• PROBLEM DETAILS
Look through the listing below and write out exactly the lines from the line with "background tasks, accepts" to the line with "feed if enabled.", both included, and no others.

• DATA FOR THIS TASK
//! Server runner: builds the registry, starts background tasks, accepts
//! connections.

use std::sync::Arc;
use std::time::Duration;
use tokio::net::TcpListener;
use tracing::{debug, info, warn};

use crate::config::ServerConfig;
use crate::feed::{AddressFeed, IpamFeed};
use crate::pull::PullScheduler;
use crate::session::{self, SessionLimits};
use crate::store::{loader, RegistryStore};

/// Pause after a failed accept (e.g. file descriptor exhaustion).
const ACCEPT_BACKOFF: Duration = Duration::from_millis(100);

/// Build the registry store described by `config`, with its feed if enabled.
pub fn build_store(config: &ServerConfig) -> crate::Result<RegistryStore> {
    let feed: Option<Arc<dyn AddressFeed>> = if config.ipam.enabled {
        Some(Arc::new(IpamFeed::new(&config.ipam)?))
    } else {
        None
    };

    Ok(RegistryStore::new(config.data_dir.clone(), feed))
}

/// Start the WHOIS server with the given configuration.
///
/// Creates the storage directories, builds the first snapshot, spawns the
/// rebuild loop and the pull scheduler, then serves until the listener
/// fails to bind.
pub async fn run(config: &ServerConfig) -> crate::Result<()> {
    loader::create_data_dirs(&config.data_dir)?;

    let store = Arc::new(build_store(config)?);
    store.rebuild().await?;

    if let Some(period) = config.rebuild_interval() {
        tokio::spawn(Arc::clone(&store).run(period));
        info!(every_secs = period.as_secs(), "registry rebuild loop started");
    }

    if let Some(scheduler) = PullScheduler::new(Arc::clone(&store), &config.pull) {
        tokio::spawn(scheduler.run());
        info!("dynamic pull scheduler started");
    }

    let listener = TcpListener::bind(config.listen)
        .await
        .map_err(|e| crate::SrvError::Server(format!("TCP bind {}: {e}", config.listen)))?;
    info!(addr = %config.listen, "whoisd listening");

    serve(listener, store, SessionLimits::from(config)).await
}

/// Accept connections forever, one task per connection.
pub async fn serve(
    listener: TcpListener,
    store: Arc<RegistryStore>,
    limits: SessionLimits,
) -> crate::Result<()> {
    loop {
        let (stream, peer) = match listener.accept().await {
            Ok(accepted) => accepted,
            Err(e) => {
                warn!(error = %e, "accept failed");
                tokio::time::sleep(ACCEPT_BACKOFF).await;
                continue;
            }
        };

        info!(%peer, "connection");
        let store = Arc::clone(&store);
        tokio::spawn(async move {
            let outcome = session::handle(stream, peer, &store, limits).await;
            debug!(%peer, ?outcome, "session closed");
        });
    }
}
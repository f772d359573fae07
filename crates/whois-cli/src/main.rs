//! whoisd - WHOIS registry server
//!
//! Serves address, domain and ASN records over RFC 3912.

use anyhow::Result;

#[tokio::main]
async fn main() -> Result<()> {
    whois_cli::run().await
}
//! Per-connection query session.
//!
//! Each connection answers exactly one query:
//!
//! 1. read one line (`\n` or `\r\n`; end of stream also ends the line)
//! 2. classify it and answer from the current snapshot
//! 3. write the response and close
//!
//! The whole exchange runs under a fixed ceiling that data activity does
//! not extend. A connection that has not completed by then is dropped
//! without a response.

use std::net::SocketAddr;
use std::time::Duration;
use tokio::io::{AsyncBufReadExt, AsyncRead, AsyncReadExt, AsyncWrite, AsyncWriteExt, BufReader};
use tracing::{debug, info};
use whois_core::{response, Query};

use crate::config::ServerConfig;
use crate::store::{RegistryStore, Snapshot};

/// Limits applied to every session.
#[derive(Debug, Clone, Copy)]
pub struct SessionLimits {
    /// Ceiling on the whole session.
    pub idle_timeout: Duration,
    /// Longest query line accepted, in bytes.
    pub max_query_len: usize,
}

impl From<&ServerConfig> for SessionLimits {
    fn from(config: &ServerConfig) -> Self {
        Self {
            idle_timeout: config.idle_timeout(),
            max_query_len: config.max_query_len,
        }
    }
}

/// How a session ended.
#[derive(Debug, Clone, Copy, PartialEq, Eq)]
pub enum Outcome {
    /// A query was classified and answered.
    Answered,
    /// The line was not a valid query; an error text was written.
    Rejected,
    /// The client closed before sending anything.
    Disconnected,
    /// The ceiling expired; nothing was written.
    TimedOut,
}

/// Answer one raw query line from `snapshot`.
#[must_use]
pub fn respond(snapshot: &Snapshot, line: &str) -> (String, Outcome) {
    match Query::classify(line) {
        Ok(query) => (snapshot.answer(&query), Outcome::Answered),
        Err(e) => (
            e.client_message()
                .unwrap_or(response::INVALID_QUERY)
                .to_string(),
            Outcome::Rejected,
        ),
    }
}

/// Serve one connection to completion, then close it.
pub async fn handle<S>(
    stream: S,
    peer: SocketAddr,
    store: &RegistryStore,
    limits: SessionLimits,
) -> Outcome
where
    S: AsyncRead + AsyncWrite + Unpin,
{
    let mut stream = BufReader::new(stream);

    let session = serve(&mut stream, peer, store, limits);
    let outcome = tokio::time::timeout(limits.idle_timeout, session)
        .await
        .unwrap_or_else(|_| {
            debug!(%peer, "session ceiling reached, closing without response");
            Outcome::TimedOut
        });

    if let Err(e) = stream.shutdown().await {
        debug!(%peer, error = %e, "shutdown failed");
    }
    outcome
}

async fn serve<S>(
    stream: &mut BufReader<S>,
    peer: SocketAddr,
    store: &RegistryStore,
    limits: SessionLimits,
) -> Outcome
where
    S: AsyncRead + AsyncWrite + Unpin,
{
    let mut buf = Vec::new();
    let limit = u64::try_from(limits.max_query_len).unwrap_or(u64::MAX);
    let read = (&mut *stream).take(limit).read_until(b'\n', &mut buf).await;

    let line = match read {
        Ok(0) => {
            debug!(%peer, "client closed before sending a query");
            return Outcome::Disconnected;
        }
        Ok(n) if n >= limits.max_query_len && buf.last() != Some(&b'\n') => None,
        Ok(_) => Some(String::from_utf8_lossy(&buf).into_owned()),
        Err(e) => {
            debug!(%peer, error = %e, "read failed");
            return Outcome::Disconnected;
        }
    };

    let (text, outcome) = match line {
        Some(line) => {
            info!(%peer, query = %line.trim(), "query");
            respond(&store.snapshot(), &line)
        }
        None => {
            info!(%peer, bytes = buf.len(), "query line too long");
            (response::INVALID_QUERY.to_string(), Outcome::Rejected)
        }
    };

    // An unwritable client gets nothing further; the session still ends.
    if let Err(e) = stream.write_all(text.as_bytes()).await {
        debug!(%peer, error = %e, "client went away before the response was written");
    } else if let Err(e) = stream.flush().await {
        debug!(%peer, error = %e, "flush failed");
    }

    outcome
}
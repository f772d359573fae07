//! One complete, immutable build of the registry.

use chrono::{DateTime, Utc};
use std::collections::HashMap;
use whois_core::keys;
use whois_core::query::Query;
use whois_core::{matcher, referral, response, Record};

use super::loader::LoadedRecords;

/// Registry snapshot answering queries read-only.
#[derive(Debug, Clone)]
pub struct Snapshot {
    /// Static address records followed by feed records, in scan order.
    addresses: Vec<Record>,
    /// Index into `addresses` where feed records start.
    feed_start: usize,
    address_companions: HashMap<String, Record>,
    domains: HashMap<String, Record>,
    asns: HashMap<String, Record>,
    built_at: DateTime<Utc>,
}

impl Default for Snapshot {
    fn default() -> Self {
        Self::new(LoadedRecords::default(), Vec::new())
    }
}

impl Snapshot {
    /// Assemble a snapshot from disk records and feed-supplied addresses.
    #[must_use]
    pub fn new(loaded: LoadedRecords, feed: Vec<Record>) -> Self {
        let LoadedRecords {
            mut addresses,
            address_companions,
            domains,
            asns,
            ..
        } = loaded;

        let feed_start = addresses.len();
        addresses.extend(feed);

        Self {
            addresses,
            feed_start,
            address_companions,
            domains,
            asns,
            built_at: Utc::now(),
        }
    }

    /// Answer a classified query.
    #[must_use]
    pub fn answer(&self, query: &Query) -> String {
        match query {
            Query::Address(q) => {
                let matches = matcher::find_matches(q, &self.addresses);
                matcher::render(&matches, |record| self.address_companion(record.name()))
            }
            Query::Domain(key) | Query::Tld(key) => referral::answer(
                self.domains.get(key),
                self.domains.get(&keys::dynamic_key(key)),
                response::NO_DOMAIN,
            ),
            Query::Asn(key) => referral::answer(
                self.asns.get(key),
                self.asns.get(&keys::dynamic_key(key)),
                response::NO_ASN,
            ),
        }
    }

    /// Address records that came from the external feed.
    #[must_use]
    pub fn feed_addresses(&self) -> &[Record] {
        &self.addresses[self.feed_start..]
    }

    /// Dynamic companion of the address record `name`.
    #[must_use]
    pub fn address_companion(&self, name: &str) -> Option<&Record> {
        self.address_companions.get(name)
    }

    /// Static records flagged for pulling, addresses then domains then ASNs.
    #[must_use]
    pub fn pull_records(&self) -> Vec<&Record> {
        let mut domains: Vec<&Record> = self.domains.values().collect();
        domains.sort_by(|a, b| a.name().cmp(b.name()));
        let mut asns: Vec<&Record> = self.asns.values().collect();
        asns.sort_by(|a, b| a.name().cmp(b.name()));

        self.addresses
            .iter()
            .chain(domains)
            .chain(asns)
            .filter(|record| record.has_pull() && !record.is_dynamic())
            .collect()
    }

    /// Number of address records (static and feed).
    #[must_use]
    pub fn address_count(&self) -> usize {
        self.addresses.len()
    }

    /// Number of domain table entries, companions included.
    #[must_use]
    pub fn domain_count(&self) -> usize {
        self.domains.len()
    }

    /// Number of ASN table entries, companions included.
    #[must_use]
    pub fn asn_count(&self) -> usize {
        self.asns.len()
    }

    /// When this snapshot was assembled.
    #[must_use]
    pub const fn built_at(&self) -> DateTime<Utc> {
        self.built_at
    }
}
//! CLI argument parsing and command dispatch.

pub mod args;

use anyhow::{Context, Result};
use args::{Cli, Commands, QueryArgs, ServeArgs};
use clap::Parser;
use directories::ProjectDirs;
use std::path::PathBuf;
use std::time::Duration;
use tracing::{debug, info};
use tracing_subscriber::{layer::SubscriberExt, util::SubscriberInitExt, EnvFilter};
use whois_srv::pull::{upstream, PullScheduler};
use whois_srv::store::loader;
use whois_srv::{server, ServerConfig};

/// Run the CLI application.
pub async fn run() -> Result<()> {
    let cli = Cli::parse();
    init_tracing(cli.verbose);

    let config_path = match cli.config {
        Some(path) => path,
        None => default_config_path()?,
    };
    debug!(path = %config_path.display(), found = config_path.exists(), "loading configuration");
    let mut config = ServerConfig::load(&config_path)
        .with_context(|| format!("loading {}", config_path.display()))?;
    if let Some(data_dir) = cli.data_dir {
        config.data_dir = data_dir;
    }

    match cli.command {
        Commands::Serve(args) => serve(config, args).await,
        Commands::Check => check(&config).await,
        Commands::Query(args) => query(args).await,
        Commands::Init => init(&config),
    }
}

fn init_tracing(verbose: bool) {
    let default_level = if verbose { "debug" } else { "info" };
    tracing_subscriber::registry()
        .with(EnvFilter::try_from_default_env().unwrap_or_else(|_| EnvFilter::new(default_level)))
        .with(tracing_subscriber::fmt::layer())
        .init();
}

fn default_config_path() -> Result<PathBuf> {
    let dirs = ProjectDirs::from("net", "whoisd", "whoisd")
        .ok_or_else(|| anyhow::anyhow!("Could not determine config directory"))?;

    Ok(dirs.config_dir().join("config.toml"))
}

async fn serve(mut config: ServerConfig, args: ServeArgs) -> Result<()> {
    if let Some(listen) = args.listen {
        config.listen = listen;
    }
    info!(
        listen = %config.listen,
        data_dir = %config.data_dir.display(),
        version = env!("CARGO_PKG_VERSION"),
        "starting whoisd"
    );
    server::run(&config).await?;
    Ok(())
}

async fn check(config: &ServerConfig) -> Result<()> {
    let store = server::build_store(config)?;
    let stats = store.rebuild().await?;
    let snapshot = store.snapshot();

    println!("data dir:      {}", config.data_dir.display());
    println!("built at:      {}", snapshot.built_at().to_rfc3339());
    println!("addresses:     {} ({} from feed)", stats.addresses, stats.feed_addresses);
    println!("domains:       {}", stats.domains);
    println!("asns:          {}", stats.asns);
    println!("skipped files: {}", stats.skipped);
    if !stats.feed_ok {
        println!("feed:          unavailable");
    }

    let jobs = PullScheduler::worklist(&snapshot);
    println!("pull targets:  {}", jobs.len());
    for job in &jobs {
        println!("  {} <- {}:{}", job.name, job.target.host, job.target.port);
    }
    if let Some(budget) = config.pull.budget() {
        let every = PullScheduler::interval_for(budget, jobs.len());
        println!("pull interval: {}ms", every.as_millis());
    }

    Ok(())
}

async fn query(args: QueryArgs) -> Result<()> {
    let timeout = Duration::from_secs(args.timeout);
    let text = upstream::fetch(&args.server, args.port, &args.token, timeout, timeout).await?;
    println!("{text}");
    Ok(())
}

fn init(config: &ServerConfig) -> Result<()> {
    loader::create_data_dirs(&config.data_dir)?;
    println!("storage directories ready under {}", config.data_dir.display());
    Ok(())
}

==

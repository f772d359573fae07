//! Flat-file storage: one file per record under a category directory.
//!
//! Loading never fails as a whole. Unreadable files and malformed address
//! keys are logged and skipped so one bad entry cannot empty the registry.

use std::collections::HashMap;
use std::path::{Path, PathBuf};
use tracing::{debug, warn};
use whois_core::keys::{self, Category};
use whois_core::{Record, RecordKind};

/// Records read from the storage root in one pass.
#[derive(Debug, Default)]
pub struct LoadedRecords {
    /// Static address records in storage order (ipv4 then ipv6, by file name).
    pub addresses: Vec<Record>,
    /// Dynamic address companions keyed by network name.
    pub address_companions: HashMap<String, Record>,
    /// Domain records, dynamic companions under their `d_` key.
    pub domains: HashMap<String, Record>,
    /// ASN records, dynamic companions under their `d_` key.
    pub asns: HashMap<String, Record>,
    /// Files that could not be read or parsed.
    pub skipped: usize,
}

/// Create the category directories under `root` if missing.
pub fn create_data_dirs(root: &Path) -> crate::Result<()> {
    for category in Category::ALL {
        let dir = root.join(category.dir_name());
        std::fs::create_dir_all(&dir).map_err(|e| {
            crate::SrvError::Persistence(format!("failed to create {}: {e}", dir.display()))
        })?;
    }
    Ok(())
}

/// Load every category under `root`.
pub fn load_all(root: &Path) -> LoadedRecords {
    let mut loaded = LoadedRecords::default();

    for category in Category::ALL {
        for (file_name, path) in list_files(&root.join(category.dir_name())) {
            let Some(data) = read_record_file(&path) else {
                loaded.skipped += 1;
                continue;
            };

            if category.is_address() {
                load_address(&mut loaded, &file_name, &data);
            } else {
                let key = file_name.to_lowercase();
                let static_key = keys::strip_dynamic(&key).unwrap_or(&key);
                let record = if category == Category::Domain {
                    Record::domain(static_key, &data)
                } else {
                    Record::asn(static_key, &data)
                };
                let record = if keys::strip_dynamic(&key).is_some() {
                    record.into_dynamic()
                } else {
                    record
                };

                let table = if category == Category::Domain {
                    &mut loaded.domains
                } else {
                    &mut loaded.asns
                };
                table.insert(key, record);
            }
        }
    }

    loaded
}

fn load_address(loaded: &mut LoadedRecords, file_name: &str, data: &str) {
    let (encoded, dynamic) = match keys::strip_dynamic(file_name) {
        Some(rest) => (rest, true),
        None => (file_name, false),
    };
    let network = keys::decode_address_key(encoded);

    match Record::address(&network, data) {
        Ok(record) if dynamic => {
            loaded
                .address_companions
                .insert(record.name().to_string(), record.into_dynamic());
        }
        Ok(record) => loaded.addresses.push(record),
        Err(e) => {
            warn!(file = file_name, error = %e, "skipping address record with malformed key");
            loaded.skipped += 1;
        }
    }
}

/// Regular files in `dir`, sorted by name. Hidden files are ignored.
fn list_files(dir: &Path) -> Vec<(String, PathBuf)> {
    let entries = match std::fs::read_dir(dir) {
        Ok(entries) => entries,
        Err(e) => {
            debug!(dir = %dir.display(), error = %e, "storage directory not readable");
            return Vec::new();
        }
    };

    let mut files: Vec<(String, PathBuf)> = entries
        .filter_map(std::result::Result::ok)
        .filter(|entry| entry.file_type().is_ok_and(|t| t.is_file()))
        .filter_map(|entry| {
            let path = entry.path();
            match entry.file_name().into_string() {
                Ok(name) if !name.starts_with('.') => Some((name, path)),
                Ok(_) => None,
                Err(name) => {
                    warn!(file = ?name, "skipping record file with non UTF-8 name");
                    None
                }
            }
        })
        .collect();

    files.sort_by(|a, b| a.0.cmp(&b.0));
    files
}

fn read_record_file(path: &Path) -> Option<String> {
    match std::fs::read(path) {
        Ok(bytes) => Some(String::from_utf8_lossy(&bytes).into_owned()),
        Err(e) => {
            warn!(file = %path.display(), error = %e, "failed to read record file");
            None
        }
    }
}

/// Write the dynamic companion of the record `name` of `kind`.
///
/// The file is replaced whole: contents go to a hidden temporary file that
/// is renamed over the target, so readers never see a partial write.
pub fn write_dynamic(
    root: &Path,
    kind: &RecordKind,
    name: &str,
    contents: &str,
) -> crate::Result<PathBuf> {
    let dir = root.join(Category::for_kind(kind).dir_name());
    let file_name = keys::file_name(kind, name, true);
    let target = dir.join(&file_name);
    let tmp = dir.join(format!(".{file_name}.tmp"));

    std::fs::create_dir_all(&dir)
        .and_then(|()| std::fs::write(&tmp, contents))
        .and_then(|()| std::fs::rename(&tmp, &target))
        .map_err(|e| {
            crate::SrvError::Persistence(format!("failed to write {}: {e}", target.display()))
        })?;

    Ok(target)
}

• ANSWER FOR THIS EXERCISE
//! Server runner: builds the registry, starts background tasks, accepts
//! connections.

use std::sync::Arc;
use std::time::Duration;
use tokio::net::TcpListener;
use tracing::{debug, info, warn};

use crate::config::ServerConfig;
use crate::feed::{AddressFeed, IpamFeed};
use crate::pull::PullScheduler;
use crate::session::{self, SessionLimits};
use crate::store::{loader, RegistryStore};

/// Pause after a failed accept (e.g. file descriptor exhaustion).
const ACCEPT_BACKOFF: Duration = Duration::from_millis(100);

/// Build the registry store described by `config`, with its feed if enabled.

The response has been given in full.